» **TASK OBJECTIVE**
Under no circumstances alter the records; copy each one exactly.

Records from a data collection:
+--
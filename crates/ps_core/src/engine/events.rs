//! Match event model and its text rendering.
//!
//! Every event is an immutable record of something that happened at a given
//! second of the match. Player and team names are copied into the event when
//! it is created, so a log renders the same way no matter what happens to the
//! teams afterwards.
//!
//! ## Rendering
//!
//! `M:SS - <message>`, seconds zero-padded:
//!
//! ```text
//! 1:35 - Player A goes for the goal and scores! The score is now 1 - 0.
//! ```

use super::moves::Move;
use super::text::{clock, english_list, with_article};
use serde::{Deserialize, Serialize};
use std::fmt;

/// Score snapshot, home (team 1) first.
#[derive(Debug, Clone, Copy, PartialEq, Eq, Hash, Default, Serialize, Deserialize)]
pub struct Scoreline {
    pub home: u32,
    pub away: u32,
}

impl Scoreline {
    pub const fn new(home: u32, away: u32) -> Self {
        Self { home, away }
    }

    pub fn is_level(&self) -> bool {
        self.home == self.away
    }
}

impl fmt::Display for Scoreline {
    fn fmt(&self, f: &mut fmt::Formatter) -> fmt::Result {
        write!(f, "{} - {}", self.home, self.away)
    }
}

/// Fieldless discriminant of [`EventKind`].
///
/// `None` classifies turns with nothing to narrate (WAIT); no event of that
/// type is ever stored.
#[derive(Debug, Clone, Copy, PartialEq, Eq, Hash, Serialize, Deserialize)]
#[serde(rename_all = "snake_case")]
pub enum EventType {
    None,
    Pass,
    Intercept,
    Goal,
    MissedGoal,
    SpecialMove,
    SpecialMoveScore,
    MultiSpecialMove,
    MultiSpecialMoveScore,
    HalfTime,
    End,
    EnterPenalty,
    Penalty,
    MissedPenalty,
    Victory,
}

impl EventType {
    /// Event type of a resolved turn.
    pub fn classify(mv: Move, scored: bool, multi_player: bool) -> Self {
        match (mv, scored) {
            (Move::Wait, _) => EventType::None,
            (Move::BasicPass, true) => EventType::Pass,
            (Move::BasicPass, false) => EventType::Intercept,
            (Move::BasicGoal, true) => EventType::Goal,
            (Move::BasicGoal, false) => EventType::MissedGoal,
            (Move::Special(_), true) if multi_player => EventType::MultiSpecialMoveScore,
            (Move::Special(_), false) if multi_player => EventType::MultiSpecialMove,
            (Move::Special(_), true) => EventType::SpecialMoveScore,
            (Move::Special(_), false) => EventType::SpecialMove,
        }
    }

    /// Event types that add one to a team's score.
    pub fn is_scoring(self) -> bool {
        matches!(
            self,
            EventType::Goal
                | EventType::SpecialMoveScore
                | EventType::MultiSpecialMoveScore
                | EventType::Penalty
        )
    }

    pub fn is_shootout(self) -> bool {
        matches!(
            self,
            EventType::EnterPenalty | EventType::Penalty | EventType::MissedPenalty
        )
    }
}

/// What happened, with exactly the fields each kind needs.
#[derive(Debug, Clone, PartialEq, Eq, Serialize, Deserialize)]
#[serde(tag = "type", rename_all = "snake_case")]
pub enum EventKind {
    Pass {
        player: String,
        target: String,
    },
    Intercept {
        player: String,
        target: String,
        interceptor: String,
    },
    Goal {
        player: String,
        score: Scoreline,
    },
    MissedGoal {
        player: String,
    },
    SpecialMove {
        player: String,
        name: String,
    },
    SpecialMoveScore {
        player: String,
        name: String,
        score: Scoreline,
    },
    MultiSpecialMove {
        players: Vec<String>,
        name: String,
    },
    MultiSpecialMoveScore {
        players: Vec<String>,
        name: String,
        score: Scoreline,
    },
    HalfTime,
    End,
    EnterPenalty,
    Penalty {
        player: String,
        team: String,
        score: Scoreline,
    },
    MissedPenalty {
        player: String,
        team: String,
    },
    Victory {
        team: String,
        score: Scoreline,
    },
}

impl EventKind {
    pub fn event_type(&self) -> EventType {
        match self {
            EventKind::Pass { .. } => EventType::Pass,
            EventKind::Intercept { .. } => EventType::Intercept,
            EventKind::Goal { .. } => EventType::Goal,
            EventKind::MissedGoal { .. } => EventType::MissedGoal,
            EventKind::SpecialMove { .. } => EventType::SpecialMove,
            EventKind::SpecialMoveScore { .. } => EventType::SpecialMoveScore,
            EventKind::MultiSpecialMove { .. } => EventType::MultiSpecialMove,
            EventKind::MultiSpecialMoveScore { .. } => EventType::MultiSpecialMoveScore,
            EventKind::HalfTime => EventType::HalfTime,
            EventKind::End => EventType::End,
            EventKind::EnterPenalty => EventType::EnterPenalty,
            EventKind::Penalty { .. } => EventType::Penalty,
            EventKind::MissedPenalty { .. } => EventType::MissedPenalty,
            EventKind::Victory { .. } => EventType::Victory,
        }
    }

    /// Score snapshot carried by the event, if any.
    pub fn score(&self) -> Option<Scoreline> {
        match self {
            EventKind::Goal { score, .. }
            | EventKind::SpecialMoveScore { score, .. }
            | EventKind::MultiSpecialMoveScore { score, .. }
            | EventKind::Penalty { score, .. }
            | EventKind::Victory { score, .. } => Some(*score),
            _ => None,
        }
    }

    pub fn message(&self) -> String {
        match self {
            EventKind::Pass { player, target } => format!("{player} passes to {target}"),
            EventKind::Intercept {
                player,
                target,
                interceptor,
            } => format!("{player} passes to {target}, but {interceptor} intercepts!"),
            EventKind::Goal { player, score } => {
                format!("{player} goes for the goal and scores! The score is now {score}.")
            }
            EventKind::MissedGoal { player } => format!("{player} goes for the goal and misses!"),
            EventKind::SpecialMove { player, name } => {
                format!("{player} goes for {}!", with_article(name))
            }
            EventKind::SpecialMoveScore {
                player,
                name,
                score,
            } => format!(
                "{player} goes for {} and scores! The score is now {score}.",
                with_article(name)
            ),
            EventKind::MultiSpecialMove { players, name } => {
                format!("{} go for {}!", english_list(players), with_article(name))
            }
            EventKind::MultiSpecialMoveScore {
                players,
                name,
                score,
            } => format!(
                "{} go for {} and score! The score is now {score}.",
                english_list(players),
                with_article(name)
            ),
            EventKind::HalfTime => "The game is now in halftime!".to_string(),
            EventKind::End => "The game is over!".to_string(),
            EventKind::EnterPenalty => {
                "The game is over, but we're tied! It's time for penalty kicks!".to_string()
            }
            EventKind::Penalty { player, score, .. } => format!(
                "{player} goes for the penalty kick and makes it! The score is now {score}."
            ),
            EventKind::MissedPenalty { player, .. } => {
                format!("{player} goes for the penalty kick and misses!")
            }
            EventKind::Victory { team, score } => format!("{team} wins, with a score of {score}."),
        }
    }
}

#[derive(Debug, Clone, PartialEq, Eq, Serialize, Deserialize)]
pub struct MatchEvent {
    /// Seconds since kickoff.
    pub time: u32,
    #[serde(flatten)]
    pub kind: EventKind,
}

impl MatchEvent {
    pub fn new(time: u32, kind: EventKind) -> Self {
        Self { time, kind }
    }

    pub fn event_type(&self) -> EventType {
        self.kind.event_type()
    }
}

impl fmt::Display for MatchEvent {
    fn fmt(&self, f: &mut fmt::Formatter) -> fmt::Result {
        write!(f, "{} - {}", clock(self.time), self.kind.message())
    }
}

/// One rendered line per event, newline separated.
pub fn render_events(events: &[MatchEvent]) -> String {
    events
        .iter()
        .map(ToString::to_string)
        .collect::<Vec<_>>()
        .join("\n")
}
+--
» **THE COMPLETED TASK**
filename crates/ps_core/src/engine/events.rs
//! Match event model and its text rendering.
//!
//! Every event is an immutable record of something that happened at a given
//! second of the match. Player and team names are copied into the event when
//! it is created, so a log renders the same way no matter what happens to the
//! teams afterwards.
//!
//! ## Rendering
//!
//! `M:SS - <message>`, seconds zero-padded:
//!
//! ```text
//! 1:35 - Player A goes for the goal and scores! The score is now 1 - 0.
//! ```

use super::moves::Move;
use super::text::{clock, english_list, with_article};
use serde::{Deserialize, Serialize};
use std::fmt;

/// Score snapshot, home (team 1) first.
#[derive(Debug, Clone, Copy, PartialEq, Eq, Hash, Default, Serialize, Deserialize)]
pub struct Scoreline {
    pub home: u32,
    pub away: u32,
}

impl Scoreline {
    pub const fn new(home: u32, away: u32) -> Self {
        Self { home, away }
    }

    pub fn is_level(&self) -> bool {
        self.home == self.away
    }
}

impl fmt::Display for Scoreline {
    fn fmt(&self, f: &mut fmt::Formatter) -> fmt::Result {
        write!(f, "{} - {}", self.home, self.away)
    }
}

/// Fieldless discriminant of [`EventKind`].
///
/// `None` classifies turns with nothing to narrate (WAIT); no event of that
/// type is ever stored.
#[derive(Debug, Clone, Copy, PartialEq, Eq, Hash, Serialize, Deserialize)]
#[serde(rename_all = "snake_case")]
pub enum EventType {
    None,
    Pass,
    Intercept,
    Goal,
    MissedGoal,
    SpecialMove,
    SpecialMoveScore,
    MultiSpecialMove,
    MultiSpecialMoveScore,
    HalfTime,
    End,
    EnterPenalty,
    Penalty,
    MissedPenalty,
    Victory,
}

impl EventType {
    /// Event type of a resolved turn.
    pub fn classify(mv: Move, scored: bool, multi_player: bool) -> Self {
        match (mv, scored) {
            (Move::Wait, _) => EventType::None,
            (Move::BasicPass, true) => EventType::Pass,
            (Move::BasicPass, false) => EventType::Intercept,
            (Move::BasicGoal, true) => EventType::Goal,
            (Move::BasicGoal, false) => EventType::MissedGoal,
            (Move::Special(_), true) if multi_player => EventType::MultiSpecialMoveScore,
            (Move::Special(_), false) if multi_player => EventType::MultiSpecialMove,
            (Move::Special(_), true) => EventType::SpecialMoveScore,
            (Move::Special(_), false) => EventType::SpecialMove,
        }
    }

    /// Event types that add one to a team's score.
    pub fn is_scoring(self) -> bool {
        matches!(
            self,
            EventType::Goal
                | EventType::SpecialMoveScore
                | EventType::MultiSpecialMoveScore
                | EventType::Penalty
        )
    }

    pub fn is_shootout(self) -> bool {
        matches!(
            self,
            EventType::EnterPenalty | EventType::Penalty | EventType::MissedPenalty
        )
    }
}

/// What happened, with exactly the fields each kind needs.
#[derive(Debug, Clone, PartialEq, Eq, Serialize, Deserialize)]
#[serde(tag = "type", rename_all = "snake_case")]
pub enum EventKind {
    Pass {
        player: String,
        target: String,
    },
    Intercept {
        player: String,
        target: String,
        interceptor: String,
    },
    Goal {
        player: String,
        score: Scoreline,
    },
    MissedGoal {
        player: String,
    },
    SpecialMove {
        player: String,
        name: String,
    },
    SpecialMoveScore {
        player: String,
        name: String,
        score: Scoreline,
    },
    MultiSpecialMove {
        players: Vec<String>,
        name: String,
    },
    MultiSpecialMoveScore {
        players: Vec<String>,
        name: String,
        score: Scoreline,
    },
    HalfTime,
    End,
    EnterPenalty,
    Penalty {
        player: String,
        team: String,
        score: Scoreline,
    },
    MissedPenalty {
        player: String,
        team: String,
    },
    Victory {
        team: String,
        score: Scoreline,
    },
}

impl EventKind {
    pub fn event_type(&self) -> EventType {
        match self {
            EventKind::Pass { .. } => EventType::Pass,
            EventKind::Intercept { .. } => EventType::Intercept,
            EventKind::Goal { .. } => EventType::Goal,
            EventKind::MissedGoal { .. } => EventType::MissedGoal,
            EventKind::SpecialMove { .. } => EventType::SpecialMove,
            EventKind::SpecialMoveScore { .. } => EventType::SpecialMoveScore,
            EventKind::MultiSpecialMove { .. } => EventType::MultiSpecialMove,
            EventKind::MultiSpecialMoveScore { .. } => EventType::MultiSpecialMoveScore,
            EventKind::HalfTime => EventType::HalfTime,
            EventKind::End => EventType::End,
            EventKind::EnterPenalty => EventType::EnterPenalty,
            EventKind::Penalty { .. } => EventType::Penalty,
            EventKind::MissedPenalty { .. } => EventType::MissedPenalty,
            EventKind::Victory { .. } => EventType::Victory,
        }
    }

    /// Score snapshot carried by the event, if any.
    pub fn score(&self) -> Option<Scoreline> {
        match self {
            EventKind::Goal { score, .. }
            | EventKind::SpecialMoveScore { score, .. }
            | EventKind::MultiSpecialMoveScore { score, .. }
            | EventKind::Penalty { score, .. }
            | EventKind::Victory { score, .. } => Some(*score),
            _ => None,
        }
    }

    pub fn message(&self) -> String {
        match self {
            EventKind::Pass { player, target } => format!("{player} passes to {target}"),
            EventKind::Intercept {
                player,
                target,
                interceptor,
            } => format!("{player} passes to {target}, but {interceptor} intercepts!"),
            EventKind::Goal { player, score } => {
                format!("{player} goes for the goal and scores! The score is now {score}.")
            }
            EventKind::MissedGoal { player } => format!("{player} goes for the goal and misses!"),
            EventKind::SpecialMove { player, name } => {
                format!("{player} goes for {}!", with_article(name))
            }
            EventKind::SpecialMoveScore {
                player,
                name,
                score,
            } => format!(
                "{player} goes for {} and scores! The score is now {score}.",
                with_article(name)
            ),
            EventKind::MultiSpecialMove { players, name } => {
                format!("{} go for {}!", english_list(players), with_article(name))
            }
            EventKind::MultiSpecialMoveScore {
                players,
                name,
                score,
            } => format!(
                "{} go for {} and score! The score is now {score}.",
                english_list(players),
                with_article(name)
            ),
            EventKind::HalfTime => "The game is now in halftime!".to_string(),
            EventKind::End => "The game is over!".to_string(),
            EventKind::EnterPenalty => {
                "The game is over, but we're tied! It's time for penalty kicks!".to_string()
            }
            EventKind::Penalty { player, score, .. } => format!(
                "{player} goes for the penalty kick and makes it! The score is now {score}."
            ),
            EventKind::MissedPenalty { player, .. } => {
                format!("{player} goes for the penalty kick and misses!")
            }
            EventKind::Victory { team, score } => format!("{team} wins, with a score of {score}."),
        }
    }
}

#[derive(Debug, Clone, PartialEq, Eq, Serialize, Deserialize)]
pub struct MatchEvent {
    /// Seconds since kickoff.
    pub time: u32,
    #[serde(flatten)]
    pub kind: EventKind,
}

impl MatchEvent {
    pub fn new(time: u32, kind: EventKind) -> Self {
        Self { time, kind }
    }

    pub fn event_type(&self) -> EventType {
        self.kind.event_type()
    }
}

impl fmt::Display for MatchEvent {
    fn fmt(&self, f: &mut fmt::Formatter) -> fmt::Result {
        write!(f, "{} - {}", clock(self.time), self.kind.message())
    }
}

/// One rendered line per event, newline separated.
pub fn render_events(events: &[MatchEvent]) -> String {
    events
        .iter()
        .map(ToString::to_string)
        .collect::<Vec<_>>()
        .join("\n")
}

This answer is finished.